→ Work instructions
Report how many lines below contain the word "headers". Give only the number.

→ Information
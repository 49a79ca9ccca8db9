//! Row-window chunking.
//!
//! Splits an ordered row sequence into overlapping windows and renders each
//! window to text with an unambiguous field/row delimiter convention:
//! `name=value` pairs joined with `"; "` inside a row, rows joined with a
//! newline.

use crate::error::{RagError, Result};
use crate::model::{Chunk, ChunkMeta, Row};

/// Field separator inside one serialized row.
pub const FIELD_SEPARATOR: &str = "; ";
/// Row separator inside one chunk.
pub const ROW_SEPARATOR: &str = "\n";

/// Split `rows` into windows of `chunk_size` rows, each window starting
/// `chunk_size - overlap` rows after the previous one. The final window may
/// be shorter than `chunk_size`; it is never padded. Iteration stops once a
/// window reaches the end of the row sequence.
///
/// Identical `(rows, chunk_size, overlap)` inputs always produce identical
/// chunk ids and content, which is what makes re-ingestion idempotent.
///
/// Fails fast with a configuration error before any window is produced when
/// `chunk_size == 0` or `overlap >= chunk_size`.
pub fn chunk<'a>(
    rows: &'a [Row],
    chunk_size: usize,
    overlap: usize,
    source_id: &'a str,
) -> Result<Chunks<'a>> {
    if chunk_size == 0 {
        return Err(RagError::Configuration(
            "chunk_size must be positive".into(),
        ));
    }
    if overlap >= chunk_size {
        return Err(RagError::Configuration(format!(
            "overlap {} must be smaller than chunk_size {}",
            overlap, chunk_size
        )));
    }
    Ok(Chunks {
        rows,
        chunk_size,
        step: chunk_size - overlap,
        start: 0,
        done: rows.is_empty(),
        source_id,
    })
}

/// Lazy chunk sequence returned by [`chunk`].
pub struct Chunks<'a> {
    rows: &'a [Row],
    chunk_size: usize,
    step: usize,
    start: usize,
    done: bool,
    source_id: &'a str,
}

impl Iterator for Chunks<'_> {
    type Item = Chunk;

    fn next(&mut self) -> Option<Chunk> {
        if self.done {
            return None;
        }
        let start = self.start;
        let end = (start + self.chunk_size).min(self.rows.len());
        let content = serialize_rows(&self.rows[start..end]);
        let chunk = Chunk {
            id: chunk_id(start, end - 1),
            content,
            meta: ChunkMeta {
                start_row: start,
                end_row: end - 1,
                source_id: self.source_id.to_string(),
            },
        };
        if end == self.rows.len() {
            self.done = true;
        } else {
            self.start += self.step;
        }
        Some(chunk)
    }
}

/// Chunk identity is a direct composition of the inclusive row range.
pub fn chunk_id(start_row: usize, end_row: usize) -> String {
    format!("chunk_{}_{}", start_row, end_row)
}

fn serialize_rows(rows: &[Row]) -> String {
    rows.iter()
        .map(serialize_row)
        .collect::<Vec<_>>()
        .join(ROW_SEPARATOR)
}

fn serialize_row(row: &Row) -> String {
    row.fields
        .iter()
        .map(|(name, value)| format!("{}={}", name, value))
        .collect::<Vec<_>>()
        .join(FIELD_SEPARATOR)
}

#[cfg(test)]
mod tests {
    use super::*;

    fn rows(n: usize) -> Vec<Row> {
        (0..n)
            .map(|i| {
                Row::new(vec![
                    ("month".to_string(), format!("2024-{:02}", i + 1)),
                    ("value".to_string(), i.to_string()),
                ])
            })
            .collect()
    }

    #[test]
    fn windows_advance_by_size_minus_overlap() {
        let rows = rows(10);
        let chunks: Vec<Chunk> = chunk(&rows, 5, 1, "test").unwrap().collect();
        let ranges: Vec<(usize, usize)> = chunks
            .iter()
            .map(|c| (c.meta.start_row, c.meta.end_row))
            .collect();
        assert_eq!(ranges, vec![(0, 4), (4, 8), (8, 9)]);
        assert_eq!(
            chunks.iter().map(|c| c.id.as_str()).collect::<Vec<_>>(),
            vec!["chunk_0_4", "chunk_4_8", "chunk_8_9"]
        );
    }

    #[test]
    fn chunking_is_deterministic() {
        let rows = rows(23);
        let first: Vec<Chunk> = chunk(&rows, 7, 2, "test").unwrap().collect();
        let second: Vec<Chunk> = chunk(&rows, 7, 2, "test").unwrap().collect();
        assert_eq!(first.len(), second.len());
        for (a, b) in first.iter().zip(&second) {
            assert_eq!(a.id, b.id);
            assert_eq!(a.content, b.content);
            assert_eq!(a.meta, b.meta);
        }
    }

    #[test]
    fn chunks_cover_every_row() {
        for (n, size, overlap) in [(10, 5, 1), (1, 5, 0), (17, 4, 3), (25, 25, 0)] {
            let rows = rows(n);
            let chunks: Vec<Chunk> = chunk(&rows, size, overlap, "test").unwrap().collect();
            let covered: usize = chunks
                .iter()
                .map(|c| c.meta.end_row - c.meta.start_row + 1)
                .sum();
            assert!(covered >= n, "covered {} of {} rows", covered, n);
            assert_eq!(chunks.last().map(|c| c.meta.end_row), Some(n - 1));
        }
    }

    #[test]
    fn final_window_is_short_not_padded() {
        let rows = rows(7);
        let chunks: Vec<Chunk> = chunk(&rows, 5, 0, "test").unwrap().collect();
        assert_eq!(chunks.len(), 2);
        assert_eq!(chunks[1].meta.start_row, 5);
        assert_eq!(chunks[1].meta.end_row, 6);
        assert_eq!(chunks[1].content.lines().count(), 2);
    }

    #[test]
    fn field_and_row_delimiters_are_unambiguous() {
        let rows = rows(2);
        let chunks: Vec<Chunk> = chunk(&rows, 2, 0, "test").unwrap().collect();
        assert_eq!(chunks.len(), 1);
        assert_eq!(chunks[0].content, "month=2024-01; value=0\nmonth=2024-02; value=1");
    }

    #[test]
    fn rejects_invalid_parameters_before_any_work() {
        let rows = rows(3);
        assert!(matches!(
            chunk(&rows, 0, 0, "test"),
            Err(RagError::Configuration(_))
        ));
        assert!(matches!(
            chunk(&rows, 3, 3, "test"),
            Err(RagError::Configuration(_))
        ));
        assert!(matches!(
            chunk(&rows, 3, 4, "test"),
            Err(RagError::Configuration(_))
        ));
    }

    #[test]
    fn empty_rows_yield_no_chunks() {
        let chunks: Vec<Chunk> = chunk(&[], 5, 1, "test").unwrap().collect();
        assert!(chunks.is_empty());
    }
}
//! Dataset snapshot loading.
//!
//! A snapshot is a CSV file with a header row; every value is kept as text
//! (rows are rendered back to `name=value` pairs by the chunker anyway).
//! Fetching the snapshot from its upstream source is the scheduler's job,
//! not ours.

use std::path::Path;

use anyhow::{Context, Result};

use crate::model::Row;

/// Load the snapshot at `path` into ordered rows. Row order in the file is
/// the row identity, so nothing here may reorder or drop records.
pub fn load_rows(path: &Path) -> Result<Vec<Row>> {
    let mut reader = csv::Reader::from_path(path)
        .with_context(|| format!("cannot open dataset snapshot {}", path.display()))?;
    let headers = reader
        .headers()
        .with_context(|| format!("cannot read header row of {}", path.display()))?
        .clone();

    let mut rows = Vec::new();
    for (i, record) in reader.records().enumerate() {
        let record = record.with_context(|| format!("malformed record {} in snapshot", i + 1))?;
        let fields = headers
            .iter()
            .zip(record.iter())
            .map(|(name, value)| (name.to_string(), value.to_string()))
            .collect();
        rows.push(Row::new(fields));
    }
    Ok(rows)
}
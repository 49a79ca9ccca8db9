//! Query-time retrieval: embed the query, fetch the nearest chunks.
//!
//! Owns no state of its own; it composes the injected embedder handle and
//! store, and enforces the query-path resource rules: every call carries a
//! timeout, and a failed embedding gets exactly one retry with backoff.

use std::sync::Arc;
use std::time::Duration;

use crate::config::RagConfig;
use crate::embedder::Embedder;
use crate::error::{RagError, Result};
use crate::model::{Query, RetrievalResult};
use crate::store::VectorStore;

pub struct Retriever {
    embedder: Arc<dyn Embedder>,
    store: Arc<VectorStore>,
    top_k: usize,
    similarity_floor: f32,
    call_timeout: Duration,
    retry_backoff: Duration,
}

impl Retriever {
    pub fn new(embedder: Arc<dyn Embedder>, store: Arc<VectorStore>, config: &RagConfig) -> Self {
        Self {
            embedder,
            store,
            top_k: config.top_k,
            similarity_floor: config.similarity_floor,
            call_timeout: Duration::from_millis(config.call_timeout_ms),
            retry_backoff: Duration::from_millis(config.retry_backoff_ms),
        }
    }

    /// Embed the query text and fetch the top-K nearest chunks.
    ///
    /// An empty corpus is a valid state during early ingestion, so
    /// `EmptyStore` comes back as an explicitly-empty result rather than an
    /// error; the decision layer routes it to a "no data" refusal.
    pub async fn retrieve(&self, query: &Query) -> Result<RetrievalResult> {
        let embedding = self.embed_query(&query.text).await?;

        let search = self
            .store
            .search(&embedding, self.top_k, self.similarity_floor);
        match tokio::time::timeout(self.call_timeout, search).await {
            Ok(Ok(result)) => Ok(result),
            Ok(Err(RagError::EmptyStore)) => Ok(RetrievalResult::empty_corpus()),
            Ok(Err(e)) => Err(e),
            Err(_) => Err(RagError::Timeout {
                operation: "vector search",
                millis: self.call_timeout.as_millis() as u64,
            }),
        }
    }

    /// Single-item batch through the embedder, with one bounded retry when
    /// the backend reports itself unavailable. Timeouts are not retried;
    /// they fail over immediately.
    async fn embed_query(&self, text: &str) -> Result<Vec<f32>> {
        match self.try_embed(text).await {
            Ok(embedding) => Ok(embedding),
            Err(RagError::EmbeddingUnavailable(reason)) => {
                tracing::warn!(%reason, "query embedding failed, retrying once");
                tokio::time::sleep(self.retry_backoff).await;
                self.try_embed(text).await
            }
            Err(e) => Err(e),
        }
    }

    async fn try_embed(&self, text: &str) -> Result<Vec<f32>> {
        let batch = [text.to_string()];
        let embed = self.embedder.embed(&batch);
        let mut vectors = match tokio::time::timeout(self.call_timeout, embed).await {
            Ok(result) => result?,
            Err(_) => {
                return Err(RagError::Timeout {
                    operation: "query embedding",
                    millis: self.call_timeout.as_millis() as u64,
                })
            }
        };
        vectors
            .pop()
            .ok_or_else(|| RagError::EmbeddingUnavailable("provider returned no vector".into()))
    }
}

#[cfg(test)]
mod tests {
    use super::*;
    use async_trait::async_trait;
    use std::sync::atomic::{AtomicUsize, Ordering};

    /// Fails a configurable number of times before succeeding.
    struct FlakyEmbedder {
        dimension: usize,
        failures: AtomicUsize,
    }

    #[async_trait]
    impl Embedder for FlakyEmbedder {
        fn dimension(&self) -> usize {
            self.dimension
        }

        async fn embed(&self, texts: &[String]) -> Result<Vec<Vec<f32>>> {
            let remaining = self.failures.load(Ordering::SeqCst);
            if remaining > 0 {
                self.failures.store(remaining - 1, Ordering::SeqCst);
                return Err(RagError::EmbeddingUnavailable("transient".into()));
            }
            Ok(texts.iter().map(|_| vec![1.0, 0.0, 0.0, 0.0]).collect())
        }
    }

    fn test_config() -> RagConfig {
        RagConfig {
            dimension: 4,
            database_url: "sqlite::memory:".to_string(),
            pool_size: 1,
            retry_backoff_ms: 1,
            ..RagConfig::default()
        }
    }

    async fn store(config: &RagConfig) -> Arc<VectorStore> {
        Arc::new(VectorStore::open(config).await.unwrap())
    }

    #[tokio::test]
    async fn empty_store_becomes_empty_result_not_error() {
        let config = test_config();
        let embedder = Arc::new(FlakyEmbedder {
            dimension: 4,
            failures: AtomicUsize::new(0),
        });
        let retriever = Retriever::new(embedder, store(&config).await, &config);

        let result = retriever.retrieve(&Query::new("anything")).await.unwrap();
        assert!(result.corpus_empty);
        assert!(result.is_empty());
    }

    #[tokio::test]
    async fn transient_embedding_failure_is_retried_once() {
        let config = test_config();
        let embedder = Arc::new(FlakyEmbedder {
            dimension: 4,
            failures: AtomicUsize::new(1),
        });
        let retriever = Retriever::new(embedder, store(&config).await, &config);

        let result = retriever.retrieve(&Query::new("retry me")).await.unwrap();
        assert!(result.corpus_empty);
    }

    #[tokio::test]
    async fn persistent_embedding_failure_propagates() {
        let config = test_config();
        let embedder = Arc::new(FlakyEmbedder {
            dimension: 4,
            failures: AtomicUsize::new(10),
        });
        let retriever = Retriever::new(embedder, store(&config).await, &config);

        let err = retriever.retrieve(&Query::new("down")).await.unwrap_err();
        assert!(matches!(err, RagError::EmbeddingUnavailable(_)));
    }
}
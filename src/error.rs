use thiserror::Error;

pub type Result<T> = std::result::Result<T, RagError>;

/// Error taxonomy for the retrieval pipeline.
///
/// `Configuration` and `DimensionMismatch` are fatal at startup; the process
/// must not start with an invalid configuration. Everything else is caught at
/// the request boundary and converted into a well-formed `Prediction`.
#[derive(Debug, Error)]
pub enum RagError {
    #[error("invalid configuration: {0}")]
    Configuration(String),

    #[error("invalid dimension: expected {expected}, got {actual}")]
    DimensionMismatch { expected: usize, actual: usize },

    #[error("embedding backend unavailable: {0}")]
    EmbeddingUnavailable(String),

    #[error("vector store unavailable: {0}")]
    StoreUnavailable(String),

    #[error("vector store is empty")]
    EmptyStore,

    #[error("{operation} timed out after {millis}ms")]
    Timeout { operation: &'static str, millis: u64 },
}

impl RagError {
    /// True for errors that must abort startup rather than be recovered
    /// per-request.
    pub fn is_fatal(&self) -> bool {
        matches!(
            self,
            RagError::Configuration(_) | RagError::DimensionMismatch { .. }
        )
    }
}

→ Answer box
3